Using Singer Taps/Targets in Meltano
This is a discussion issue documenting the pros and cons of using Singer.io Taps/Targets as Meltano's core Extractors and Loaders. It will be updated as we are going through the process of checking Singer's Protocol and supported Extractors/Loaders.
Info on Singer Taps/Targets
To start with, Singer's Communication Standard seems like a solid one, providing a simple way to create Extractors (Taps), Loaders (Targets) and sending data and schema definitions from Extractors to Loaders. I am not 100% sure how extensible and scalable it is for large chunks of data, as it uses stdout/stdin and JSON to pipe the data, but it seems like a good starting point.
Some overall notes to start with:
-
There are 3 types of Taps/Targets available:
- Those maintained by Stich and provided through their platform (labeled as Stitch-certified in the Stich Platform). Those should work perfectly fine and without issues.
- Those provided in one of Singer.io's Repositories and also offered through the Stich Platform. They should be at least stable and should work without issues.
- Third party Taps/Targets and those provided in one of Singer.io's Repositories but not promoted through the Singer.io page or the Stich Platform.
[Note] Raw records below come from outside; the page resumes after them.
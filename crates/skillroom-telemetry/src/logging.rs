use std::path::Path;
use std::sync::Arc;

use chrono::Utc;
use parking_lot::Mutex;
use rusqlite::Connection;
use serde::{Deserialize, Serialize};
use tracing::field::{Field, Visit};
use tracing::span;
use tracing_subscriber::layer::Context;
use tracing_subscriber::Layer;

/// A log record persisted to SQLite.
#[derive(Clone, Debug, Serialize, Deserialize)]
pub struct LogRecord {
    pub id: i64,
    pub timestamp: String,
    pub level: String,
    pub target: String,
    pub message: String,
    pub fields: Option<String>,
    pub session_id: Option<String>,
    pub participant_id: Option<String>,
}

/// Query parameters for searching persisted logs.
#[derive(Clone, Debug, Default)]
pub struct LogQuery {
    pub level: Option<String>,
    pub session_id: Option<String>,
    pub participant_id: Option<String>,
    pub limit: Option<u32>,
}

/// SQLite sink that persists warn+ logs.
pub struct SqliteLogSink {
    conn: Mutex<Connection>,
}

impl SqliteLogSink {
    pub fn new(db_path: &Path) -> Result<Self, rusqlite::Error> {
        if let Some(parent) = db_path.parent() {
            std::fs::create_dir_all(parent).ok();
        }
        let conn = Connection::open(db_path)?;
        conn.execute_batch(
            "PRAGMA journal_mode = WAL;
             PRAGMA synchronous = NORMAL;
             CREATE TABLE IF NOT EXISTS logs (
                 id INTEGER PRIMARY KEY AUTOINCREMENT,
                 timestamp TEXT NOT NULL,
                 level TEXT NOT NULL,
                 target TEXT NOT NULL,
                 message TEXT NOT NULL,
                 fields TEXT,
                 session_id TEXT,
                 participant_id TEXT
             );
             CREATE INDEX IF NOT EXISTS idx_logs_session ON logs(session_id);
             CREATE INDEX IF NOT EXISTS idx_logs_participant ON logs(participant_id);",
        )?;
        Ok(Self {
            conn: Mutex::new(conn),
        })
    }

    fn insert(&self, record: &LogInsert) {
        let conn = self.conn.lock();
        let _ = conn.execute(
            "INSERT INTO logs (timestamp, level, target, message, fields, session_id, participant_id)
             VALUES (?1, ?2, ?3, ?4, ?5, ?6, ?7)",
            rusqlite::params![
                record.timestamp,
                record.level,
                record.target,
                record.message,
                record.fields,
                record.session_id,
                record.participant_id,
            ],
        );
    }

    pub fn query(&self, q: &LogQuery) -> Result<Vec<LogRecord>, rusqlite::Error> {
        let conn = self.conn.lock();
        let mut sql = String::from(
            "SELECT id, timestamp, level, target, message, fields, session_id, participant_id
             FROM logs WHERE 1=1",
        );
        let mut params: Vec<String> = Vec::new();

        if let Some(level) = &q.level {
            params.push(level.clone());
            sql.push_str(&format!(" AND level = ?{}", params.len()));
        }
        if let Some(session_id) = &q.session_id {
            params.push(session_id.clone());
            sql.push_str(&format!(" AND session_id = ?{}", params.len()));
        }
        if let Some(participant_id) = &q.participant_id {
            params.push(participant_id.clone());
            sql.push_str(&format!(" AND participant_id = ?{}", params.len()));
        }

        sql.push_str(&format!(" ORDER BY id DESC LIMIT {}", q.limit.unwrap_or(100)));

        let mut stmt = conn.prepare(&sql)?;
        let rows = stmt.query_map(rusqlite::params_from_iter(params.iter()), |row| {
            Ok(LogRecord {
                id: row.get(0)?,
                timestamp: row.get(1)?,
                level: row.get(2)?,
                target: row.get(3)?,
                message: row.get(4)?,
                fields: row.get(5)?,
                session_id: row.get(6)?,
                participant_id: row.get(7)?,
            })
        })?;

        rows.collect()
    }

    pub fn count(&self) -> Result<i64, rusqlite::Error> {
        let conn = self.conn.lock();
        conn.query_row("SELECT COUNT(*) FROM logs", [], |row| row.get(0))
    }
}

struct LogInsert {
    timestamp: String,
    level: String,
    target: String,
    message: String,
    fields: Option<String>,
    session_id: Option<String>,
    participant_id: Option<String>,
}

/// tracing Layer that writes warn+ events to SQLite.
pub struct SqliteLogLayer {
    sink: Arc<SqliteLogSink>,
}

impl SqliteLogLayer {
    pub fn new(sink: Arc<SqliteLogSink>) -> Self {
        Self { sink }
    }
}

#[derive(Default)]
struct FieldVisitor {
    message: Option<String>,
    fields: serde_json::Map<String, serde_json::Value>,
    session_id: Option<String>,
    participant_id: Option<String>,
}

impl FieldVisitor {
    fn assign(&mut self, name: &str, value: String) {
        match name {
            "message" => self.message = Some(value),
            "session_id" => self.session_id = Some(value),
            "participant_id" => self.participant_id = Some(value),
            other => {
                let _ = self
                    .fields
                    .insert(other.to_string(), serde_json::Value::String(value));
            }
        }
    }
}

impl Visit for FieldVisitor {
    fn record_debug(&mut self, field: &Field, value: &dyn std::fmt::Debug) {
        let val = format!("{value:?}");
        self.assign(field.name(), val.trim_matches('"').to_string());
    }

    fn record_str(&mut self, field: &Field, value: &str) {
        self.assign(field.name(), value.to_string());
    }

    fn record_i64(&mut self, field: &Field, value: i64) {
        let _ = self
            .fields
            .insert(field.name().to_string(), serde_json::Value::Number(value.into()));
    }

    fn record_u64(&mut self, field: &Field, value: u64) {
        let _ = self
            .fields
            .insert(field.name().to_string(), serde_json::Value::Number(value.into()));
    }

    fn record_bool(&mut self, field: &Field, value: bool) {
        let _ = self
            .fields
            .insert(field.name().to_string(), serde_json::Value::Bool(value));
    }
}

/// Stored on spans to propagate ids to child events.
struct SpanFields {
    session_id: Option<String>,
    participant_id: Option<String>,
}

impl<S> Layer<S> for SqliteLogLayer
where
    S: tracing::Subscriber + for<'a> tracing_subscriber::registry::LookupSpan<'a>,
{
    fn on_event(&self, event: &tracing::Event<'_>, ctx: Context<'_, S>) {
        let level = *event.metadata().level();
        if level > tracing::Level::WARN {
            return;
        }

        let mut visitor = FieldVisitor::default();
        event.record(&mut visitor);

        if visitor.session_id.is_none() || visitor.participant_id.is_none() {
            if let Some(scope) = ctx.event_scope(event) {
                for span in scope {
                    let extensions = span.extensions();
                    if let Some(fields) = extensions.get::<SpanFields>() {
                        if visitor.session_id.is_none() {
                            visitor.session_id.clone_from(&fields.session_id);
                        }
                        if visitor.participant_id.is_none() {
                            visitor.participant_id.clone_from(&fields.participant_id);
                        }
                    }
                }
            }
        }

        let fields = if visitor.fields.is_empty() {
            None
        } else {
            serde_json::to_string(&visitor.fields).ok()
        };

        self.sink.insert(&LogInsert {
            timestamp: Utc::now().to_rfc3339(),
            level: level.to_string().to_uppercase(),
            target: event.metadata().target().to_string(),
            message: visitor.message.unwrap_or_default(),
            fields,
            session_id: visitor.session_id,
            participant_id: visitor.participant_id,
        });
    }

    fn on_new_span(&self, attrs: &span::Attributes<'_>, id: &span::Id, ctx: Context<'_, S>) {
        let mut visitor = FieldVisitor::default();
        attrs.record(&mut visitor);

        if visitor.session_id.is_some() || visitor.participant_id.is_some() {
            if let Some(span) = ctx.span(id) {
                span.extensions_mut().insert(SpanFields {
                    session_id: visitor.session_id,
                    participant_id: visitor.participant_id,
                });
            }
        }
    }
}
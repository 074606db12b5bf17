use serde::{Deserialize, Serialize};

/// Relay server network and runtime settings.
#[derive(Clone, Debug, Serialize, Deserialize)]
#[serde(rename_all = "camelCase", default)]
pub struct ServerSettings {
    /// Bind address.
    pub host: String,
    /// HTTP + WebSocket port.
    pub port: u16,
    /// Maximum concurrent WebSocket connections.
    pub max_connections: usize,
    /// Ping interval in milliseconds.
    pub heartbeat_interval_ms: u64,
    /// Close the connection after this long without a pong.
    pub heartbeat_timeout_ms: u64,
    /// Max inbound frame size in bytes.
    pub max_message_size: usize,
    /// Per-connection outbound queue depth.
    pub send_queue: usize,
    /// Upper bound on graceful shutdown.
    pub shutdown_timeout_ms: u64,
}

impl Default for ServerSettings {
    fn default() -> Self {
        Self {
            host: "0.0.0.0".to_string(),
            port: 4000,
            max_connections: 200,
            heartbeat_interval_ms: 30_000,
            heartbeat_timeout_ms: 90_000,
            max_message_size: 4 * 1024 * 1024,
            send_queue: 256,
            shutdown_timeout_ms: 10_000,
        }
    }
}
//! # skillroom
//!
//! `serve` runs the relay server, `join` runs a terminal participant and
//! `identity` manages the stored local identity.

#![deny(unsafe_code)]

use std::path::{Path, PathBuf};

use anyhow::{Context, Result};
use clap::{Parser, Subcommand};
use tokio::io::{AsyncBufReadExt, BufReader};
use tracing::{info, warn, Level};

use skillroom_core::SessionId;
use skillroom_room::{LiveSession, Participant, RoomConfig, RoomDeps, RoomEvent};
use skillroom_server::{RoomServer, ServerConfig};
use skillroom_settings::{load_settings_from_path, settings_dir, settings_path, SkillroomSettings};
use skillroom_store::{Database, IdentityRepo};
use skillroom_telemetry::{init_telemetry, TelemetryConfig, TelemetryGuard};

const DEFAULT_NAME: &str = "Learner";

#[derive(Parser, Debug)]
#[command(name = "skillroom", version, about = "Peer-assisted live-session room")]
struct Cli {
    /// Settings file (defaults to ~/.skillroom/settings.json).
    #[arg(long, global = true)]
    config: Option<PathBuf>,

    #[command(subcommand)]
    command: Command,
}

#[derive(Subcommand, Debug)]
enum Command {
    /// Run the relay server until ctrl-c.
    Serve {
        /// Host to bind (overrides settings).
        #[arg(long)]
        host: Option<String>,
        /// Port to bind (overrides settings, 0 for auto-assign).
        #[arg(long)]
        port: Option<u16>,
    },
    /// Join a session as a terminal participant without camera or microphone.
    Join {
        session: String,
        /// Relay server base URL (overrides settings).
        #[arg(long)]
        url: Option<String>,
        /// Display name (stored for next time).
        #[arg(long)]
        name: Option<String>,
    },
    /// Show or forget the stored identity.
    Identity {
        #[command(subcommand)]
        action: IdentityAction,
    },
}

#[derive(Subcommand, Debug, PartialEq, Eq)]
enum IdentityAction {
    Show,
    Reset,
}

fn resolve_under_settings_dir(path: &str) -> PathBuf {
    let path = PathBuf::from(path);
    if path.is_absolute() {
        path
    } else {
        settings_dir().join(path)
    }
}

fn telemetry(settings: &SkillroomSettings) -> Result<TelemetryGuard> {
    let logging = &settings.logging;
    let log_level = TelemetryConfig::parse_level(&logging.level).unwrap_or(Level::INFO);
    let guard = init_telemetry(TelemetryConfig {
        log_level,
        json: logging.json,
        log_to_sqlite: logging.persist_warnings,
        log_db_path: resolve_under_settings_dir(&logging.db_path),
        ..TelemetryConfig::default()
    })?;
    Ok(guard)
}

fn identity_repo() -> Result<IdentityRepo> {
    let db = Database::open(&settings_dir().join("identity.db")).context("failed to open identity database")?;
    Ok(IdentityRepo::new(db))
}

#[tokio::main]
async fn main() -> Result<()> {
    let cli = Cli::parse();

    let path = cli.config.clone().unwrap_or_else(settings_path);
    let settings = load_settings_from_path(&path)
        .with_context(|| format!("failed to load settings from {}", path.display()))?;
    let _telemetry = telemetry(&settings)?;

    match cli.command {
        Command::Serve { host, port } => serve(settings, host, port).await,
        Command::Join { session, url, name } => join(settings, session, url, name).await,
        Command::Identity { action } => identity(&action),
    }
}

async fn serve(settings: SkillroomSettings, host: Option<String>, port: Option<u16>) -> Result<()> {
    let provider = skillroom_assist::build_provider(&settings.assistant, |name| std::env::var(name).ok())
        .context("failed to configure the answer provider")?;

    let mut config = ServerConfig::from_settings(&settings);
    if let Some(host) = host {
        config.host = host;
    }
    if let Some(port) = port {
        config.port = port;
    }

    let server = RoomServer::new(config, provider);
    let (addr, handle) = server.listen().await.context("failed to bind server")?;
    info!("skillroom relay listening on http://{addr}");

    tokio::signal::ctrl_c()
        .await
        .context("failed to listen for ctrl-c")?;

    info!("shutting down");
    server.stop(handle).await;
    Ok(())
}

fn identity(action: &IdentityAction) -> Result<()> {
    let repo = identity_repo()?;
    match action {
        IdentityAction::Show => match repo.load()? {
            Some(identity) => {
                println!("participant id: {}", identity.participant_id);
                println!("display name:   {}", identity.display_name);
                println!("created:        {}", identity.created_at);
            }
            None => println!("no identity stored yet; one is created on first join"),
        },
        IdentityAction::Reset => {
            if repo.reset()? {
                println!("identity removed; a new one is created on next join");
            } else {
                println!("no identity stored");
            }
        }
    }
    Ok(())
}

async fn join(
    mut settings: SkillroomSettings,
    session: String,
    url: Option<String>,
    name: Option<String>,
) -> Result<()> {
    if let Some(url) = url {
        settings.client.server_url = url;
    }

    let repo = identity_repo()?;
    let fallback = settings.client.display_name.as_deref().unwrap_or(DEFAULT_NAME);
    let mut identity = repo.load_or_create(name.as_deref().unwrap_or(fallback))?;
    if let Some(name) = name.filter(|n| *n != identity.display_name) {
        identity = repo.rename(&name)?;
    }
    let local = Participant::new(identity.participant_id, identity.display_name);

    let deps = RoomDeps::terminal(&settings);
    let config = RoomConfig::from_settings(&settings);
    let mut room = LiveSession::join(deps, config, SessionId::from_raw(session), local)
        .await
        .with_context(|| format!("failed to reach {}", settings.client.server_url))?;

    for message in room.chat().messages() {
        println!("[{}] {}", message.sender, message.content);
    }
    println!("joined {} as {}; /help for commands", room.session_id(), room.local().display_name);

    let mut lines = BufReader::new(tokio::io::stdin()).lines();
    loop {
        let input = tokio::select! {
            line = lines.next_line() => Input::Line(line.context("failed to read stdin")?),
            event = room.next_event() => Input::Event(event),
            _ = tokio::signal::ctrl_c() => Input::Line(None),
        };
        match input {
            Input::Line(None) => break,
            Input::Line(Some(line)) => {
                if run_command(&mut room, line.trim()).await == Flow::Quit {
                    break;
                }
            }
            Input::Event(Some(event)) => print_event(&room, &event),
            Input::Event(None) => {
                println!("! disconnected from server");
                break;
            }
        }
    }

    room.close().await;
    Ok(())
}

enum Input {
    Line(Option<String>),
    Event(Option<RoomEvent>),
}

#[derive(Debug, PartialEq, Eq)]
enum Flow {
    Continue,
    Quit,
}

const HELP: &str = "\
plain text          send a chat message
/ask [question]     ask the AI assistant (no question: ask about the code)
/code <text>        replace the shared code
/lang <tag>         set the code language
/run                run the code
/save <dir>         save the code to a directory
/share <path>       share a file
/mic on|off         mute or unmute the microphone
/camera on|off      turn the camera on or off
/quit               leave the session";

async fn run_command(room: &mut LiveSession, line: &str) -> Flow {
    if line.is_empty() {
        return Flow::Continue;
    }
    let Some(command) = line.strip_prefix('/') else {
        let _ = room.send_chat(line).await;
        return Flow::Continue;
    };
    let (name, arg) = command.split_once(' ').unwrap_or((command, ""));
    let arg = arg.trim();

    match name {
        "quit" | "exit" => return Flow::Quit,
        "help" => println!("{HELP}"),
        "ask" => {
            let answer = if arg.is_empty() {
                room.ask_for_code_help().await
            } else {
                room.ask_ai(arg).await
            };
            match answer {
                Ok(Some(turn)) => println!("[AI] {}", turn.content),
                Ok(None) => {}
                Err(e) => println!("! {e}"),
            }
        }
        "code" => {
            let revision = room.edit_code(&arg.replace("\\n", "\n")).await;
            println!("* code updated (revision {revision})");
        }
        "lang" => {
            let revision = room.set_language(arg).await;
            println!("* language is {} (revision {revision})", room.code().language().tag());
        }
        "run" => {
            println!("* running...");
            let result = room.run_code().await;
            if result.succeeded() {
                print!("{}", result.output);
            } else {
                println!("! {}", result.error);
            }
        }
        "save" => {
            let dir = if arg.is_empty() { "." } else { arg };
            match room.save_code(Path::new(dir)) {
                Ok(path) => println!("* saved {}", path.display()),
                Err(e) => println!("! {e}"),
            }
        }
        "share" => match room.share_path(Path::new(arg)).await {
            Ok(file_id) => println!("* shared {arg} as {file_id}"),
            Err(e) => println!("! {e}"),
        },
        "mic" | "camera" => match parse_switch(arg) {
            Some(enabled) => {
                let applied = if name == "mic" {
                    room.set_audio_enabled(enabled)
                } else {
                    room.set_video_enabled(enabled)
                };
                if applied {
                    println!("* {name} {}", if enabled { "on" } else { "off" });
                } else {
                    println!("! no local media in this session");
                }
            }
            None => println!("! usage: /{name} on|off"),
        },
        other => {
            warn!(command = other, "unknown command");
            println!("! unknown command /{other}\n{HELP}");
        }
    }
    Flow::Continue
}

fn parse_switch(arg: &str) -> Option<bool> {
    match arg {
        "on" => Some(true),
        "off" => Some(false),
        _ => None,
    }
}

fn print_event(room: &LiveSession, event: &RoomEvent) {
    match event {
        RoomEvent::Joined { participants } => println!("* {participants} in the room"),
        RoomEvent::PeerJoined(peer) => println!("* {} joined", peer.display_name),
        RoomEvent::PeerLeft(participant) => println!("* {participant} left"),
        RoomEvent::Chat(message) => println!("[{}] {}", message.sender, message.content),
        RoomEvent::FileOffered { name, .. } => println!("* receiving {name}"),
        RoomEvent::FileProgress { .. } => {}
        RoomEvent::FileReceived(file_id) => {
            if let Some(record) = room.chat().file(file_id) {
                println!("* received {} ({} bytes)", record.offer.name, record.offer.size);
            }
        }
        RoomEvent::FileCorrupt { file_id, reason } => println!("! file {file_id} discarded: {reason}"),
        RoomEvent::CodeSynced { revision, author } => {
            println!("* code updated by {author} (revision {revision})");
        }
        RoomEvent::IdentityRejected { reason, retry } => match retry {
            Some(id) => println!("! identity rejected ({reason}), rejoined as {id}"),
            None => println!("! identity rejected: {reason}"),
        },
        RoomEvent::ServerError { code, message } => println!("! server error {code}: {message}"),
    }
}

#[cfg(test)]
mod tests {
    use super::*;

    #[test]
    fn serve_flags_are_optional() {
        let cli = Cli::parse_from(["skillroom", "serve"]);
        assert!(matches!(cli.command, Command::Serve { host: None, port: None }));

        let cli = Cli::parse_from(["skillroom", "serve", "--host", "0.0.0.0", "--port", "4100"]);
        match cli.command {
            Command::Serve { host, port } => {
                assert_eq!(host.as_deref(), Some("0.0.0.0"));
                assert_eq!(port, Some(4100));
            }
            other => panic!("unexpected {other:?}"),
        }
    }

    #[test]
    fn join_takes_session_and_overrides() {
        let cli = Cli::parse_from([
            "skillroom",
            "--config",
            "/tmp/s.json",
            "join",
            "room-42",
            "--url",
            "http://tutor:4000",
            "--name",
            "Ada",
        ]);
        assert_eq!(cli.config, Some(PathBuf::from("/tmp/s.json")));
        match cli.command {
            Command::Join { session, url, name } => {
                assert_eq!(session, "room-42");
                assert_eq!(url.as_deref(), Some("http://tutor:4000"));
                assert_eq!(name.as_deref(), Some("Ada"));
            }
            other => panic!("unexpected {other:?}"),
        }
    }

    #[test]
    fn identity_actions_parse() {
        let cli = Cli::parse_from(["skillroom", "identity", "reset"]);
        assert!(matches!(cli.command, Command::Identity { action: IdentityAction::Reset }));
        assert!(Cli::try_parse_from(["skillroom", "identity", "forget"]).is_err());
    }

    #[test]
    fn media_switches_parse_on_and_off() {
        assert_eq!(parse_switch("on"), Some(true));
        assert_eq!(parse_switch("off"), Some(false));
        assert_eq!(parse_switch(""), None);
        assert_eq!(parse_switch("maybe"), None);
    }

    #[test]
    fn relative_log_paths_live_under_settings_dir() {
        assert_eq!(resolve_under_settings_dir("logs.db"), settings_dir().join("logs.db"));
        assert_eq!(resolve_under_settings_dir("/var/log/s.db"), PathBuf::from("/var/log/s.db"));
    }
}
Those could range from unstable to totally broken.
-
There is poor documentation for most not officially certified taps that I checked. A lot do not even have a README and most of them require you to check their code in order to even understand the available configuration options. Most Taps/Targets are still a work in progress with their definitions changing and new features not always reported in their documentation.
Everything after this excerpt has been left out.